_REQUIRED WORK_: Go through the records and extract every line with the word "fields".

_EXTRACTED INFORMATION_:
+--

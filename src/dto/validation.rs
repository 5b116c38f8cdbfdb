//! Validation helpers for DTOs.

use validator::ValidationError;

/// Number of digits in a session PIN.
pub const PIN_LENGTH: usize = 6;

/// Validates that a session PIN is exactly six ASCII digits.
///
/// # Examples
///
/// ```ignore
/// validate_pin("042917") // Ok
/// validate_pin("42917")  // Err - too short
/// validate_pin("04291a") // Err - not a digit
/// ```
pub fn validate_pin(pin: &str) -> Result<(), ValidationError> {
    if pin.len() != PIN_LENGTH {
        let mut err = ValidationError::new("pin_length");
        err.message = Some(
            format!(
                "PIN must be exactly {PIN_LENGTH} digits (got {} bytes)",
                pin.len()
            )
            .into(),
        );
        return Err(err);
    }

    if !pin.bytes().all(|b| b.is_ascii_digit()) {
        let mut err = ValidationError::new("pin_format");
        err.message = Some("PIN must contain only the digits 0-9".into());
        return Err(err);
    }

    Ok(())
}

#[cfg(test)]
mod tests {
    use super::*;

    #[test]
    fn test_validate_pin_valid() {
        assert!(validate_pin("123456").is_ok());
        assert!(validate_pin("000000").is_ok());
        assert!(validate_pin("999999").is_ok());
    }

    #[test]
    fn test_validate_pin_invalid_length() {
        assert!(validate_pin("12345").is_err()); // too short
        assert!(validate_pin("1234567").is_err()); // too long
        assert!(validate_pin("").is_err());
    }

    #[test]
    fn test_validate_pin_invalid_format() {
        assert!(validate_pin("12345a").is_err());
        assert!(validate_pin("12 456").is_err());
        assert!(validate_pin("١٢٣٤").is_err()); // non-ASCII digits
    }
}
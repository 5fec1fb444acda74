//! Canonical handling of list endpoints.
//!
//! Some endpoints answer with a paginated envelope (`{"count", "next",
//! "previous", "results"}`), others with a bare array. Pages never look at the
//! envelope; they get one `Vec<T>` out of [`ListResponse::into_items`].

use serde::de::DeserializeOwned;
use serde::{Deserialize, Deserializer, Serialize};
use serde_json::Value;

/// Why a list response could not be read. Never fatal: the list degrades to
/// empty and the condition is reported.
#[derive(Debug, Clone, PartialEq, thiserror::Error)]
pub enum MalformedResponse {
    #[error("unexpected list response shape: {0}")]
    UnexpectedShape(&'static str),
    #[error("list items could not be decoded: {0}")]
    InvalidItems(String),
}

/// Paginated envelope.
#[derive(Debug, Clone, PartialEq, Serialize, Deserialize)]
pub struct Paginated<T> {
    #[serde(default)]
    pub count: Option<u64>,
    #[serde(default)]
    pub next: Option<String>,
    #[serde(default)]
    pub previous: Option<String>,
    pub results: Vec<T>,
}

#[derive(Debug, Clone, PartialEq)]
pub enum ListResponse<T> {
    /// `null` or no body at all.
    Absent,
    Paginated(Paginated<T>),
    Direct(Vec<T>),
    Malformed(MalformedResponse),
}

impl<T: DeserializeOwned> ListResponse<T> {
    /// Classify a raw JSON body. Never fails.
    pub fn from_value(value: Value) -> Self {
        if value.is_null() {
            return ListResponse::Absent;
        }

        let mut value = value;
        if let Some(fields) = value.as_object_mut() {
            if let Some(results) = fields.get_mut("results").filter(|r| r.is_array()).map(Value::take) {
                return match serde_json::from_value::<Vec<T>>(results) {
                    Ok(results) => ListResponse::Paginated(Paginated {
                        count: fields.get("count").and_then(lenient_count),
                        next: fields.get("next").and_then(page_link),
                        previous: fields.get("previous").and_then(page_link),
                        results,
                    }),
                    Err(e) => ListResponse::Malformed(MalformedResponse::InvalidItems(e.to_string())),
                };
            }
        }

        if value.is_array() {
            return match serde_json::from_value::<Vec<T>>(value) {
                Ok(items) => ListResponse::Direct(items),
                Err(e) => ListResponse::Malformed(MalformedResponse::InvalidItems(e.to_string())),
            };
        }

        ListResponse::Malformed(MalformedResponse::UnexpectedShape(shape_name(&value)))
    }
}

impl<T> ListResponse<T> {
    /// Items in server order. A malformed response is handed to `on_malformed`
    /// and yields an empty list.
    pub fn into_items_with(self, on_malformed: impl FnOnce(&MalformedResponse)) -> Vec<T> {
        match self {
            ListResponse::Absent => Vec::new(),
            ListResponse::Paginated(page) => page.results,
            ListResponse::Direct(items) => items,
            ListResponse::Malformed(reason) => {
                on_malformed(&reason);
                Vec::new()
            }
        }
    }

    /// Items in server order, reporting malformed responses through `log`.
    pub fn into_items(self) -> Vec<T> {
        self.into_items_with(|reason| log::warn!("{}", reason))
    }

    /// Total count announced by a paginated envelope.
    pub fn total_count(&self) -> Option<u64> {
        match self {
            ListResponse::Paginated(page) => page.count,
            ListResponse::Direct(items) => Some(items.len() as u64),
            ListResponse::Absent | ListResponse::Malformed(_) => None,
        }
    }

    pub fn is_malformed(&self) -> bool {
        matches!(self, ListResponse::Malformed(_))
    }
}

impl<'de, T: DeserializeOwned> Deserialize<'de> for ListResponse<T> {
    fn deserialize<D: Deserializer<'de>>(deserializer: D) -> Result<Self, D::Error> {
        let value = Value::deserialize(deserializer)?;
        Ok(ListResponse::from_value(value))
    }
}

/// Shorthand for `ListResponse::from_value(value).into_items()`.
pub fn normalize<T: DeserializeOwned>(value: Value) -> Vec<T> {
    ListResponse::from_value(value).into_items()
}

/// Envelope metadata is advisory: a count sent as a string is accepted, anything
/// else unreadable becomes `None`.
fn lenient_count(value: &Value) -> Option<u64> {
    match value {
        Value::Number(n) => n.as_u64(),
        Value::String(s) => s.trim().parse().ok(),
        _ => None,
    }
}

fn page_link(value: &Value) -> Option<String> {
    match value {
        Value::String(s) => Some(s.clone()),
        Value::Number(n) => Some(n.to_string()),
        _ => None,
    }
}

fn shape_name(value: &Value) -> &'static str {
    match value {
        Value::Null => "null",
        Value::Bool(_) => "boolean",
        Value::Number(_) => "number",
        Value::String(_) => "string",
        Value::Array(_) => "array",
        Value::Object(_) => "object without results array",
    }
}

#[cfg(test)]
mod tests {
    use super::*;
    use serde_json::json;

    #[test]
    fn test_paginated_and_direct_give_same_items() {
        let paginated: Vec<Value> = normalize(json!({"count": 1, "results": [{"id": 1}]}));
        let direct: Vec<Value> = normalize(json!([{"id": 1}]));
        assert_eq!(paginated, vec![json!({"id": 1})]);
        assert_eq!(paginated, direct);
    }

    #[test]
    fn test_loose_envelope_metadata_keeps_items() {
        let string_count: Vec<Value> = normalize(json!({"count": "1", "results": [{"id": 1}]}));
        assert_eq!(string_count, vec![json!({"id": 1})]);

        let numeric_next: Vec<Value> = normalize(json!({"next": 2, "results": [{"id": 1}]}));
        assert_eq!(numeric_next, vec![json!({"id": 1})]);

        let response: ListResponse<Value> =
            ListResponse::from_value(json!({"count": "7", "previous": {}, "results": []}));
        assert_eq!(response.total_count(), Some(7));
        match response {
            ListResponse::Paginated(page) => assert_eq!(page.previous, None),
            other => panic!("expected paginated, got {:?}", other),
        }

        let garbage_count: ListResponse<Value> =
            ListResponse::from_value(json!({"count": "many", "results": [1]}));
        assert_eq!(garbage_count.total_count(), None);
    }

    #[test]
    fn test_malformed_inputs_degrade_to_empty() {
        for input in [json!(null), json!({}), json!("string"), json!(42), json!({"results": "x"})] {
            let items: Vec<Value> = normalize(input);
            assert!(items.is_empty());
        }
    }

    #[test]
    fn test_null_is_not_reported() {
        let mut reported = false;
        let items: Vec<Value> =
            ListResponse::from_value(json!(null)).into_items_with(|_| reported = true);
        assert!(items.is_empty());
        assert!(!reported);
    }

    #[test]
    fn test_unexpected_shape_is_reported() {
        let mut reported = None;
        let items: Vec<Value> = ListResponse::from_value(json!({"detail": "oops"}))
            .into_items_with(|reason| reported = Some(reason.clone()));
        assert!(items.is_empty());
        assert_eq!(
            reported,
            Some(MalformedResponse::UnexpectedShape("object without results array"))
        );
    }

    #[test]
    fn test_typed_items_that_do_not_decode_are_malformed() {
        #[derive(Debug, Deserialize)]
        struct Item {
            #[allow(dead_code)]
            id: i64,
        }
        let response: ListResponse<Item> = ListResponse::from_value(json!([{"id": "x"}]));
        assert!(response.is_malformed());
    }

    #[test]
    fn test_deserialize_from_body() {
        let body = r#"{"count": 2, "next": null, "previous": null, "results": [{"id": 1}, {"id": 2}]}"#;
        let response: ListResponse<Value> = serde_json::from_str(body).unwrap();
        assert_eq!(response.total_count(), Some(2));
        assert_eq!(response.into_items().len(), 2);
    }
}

+--

_RESPONSE BELOW_:
        if let Some(fields) = value.as_object_mut() {
            if let Some(results) = fields.get_mut("results").filter(|r| r.is_array()).map(Value::take) {
                        count: fields.get("count").and_then(lenient_count),
                        next: fields.get("next").and_then(page_link),
                        previous: fields.get("previous").and_then(page_link),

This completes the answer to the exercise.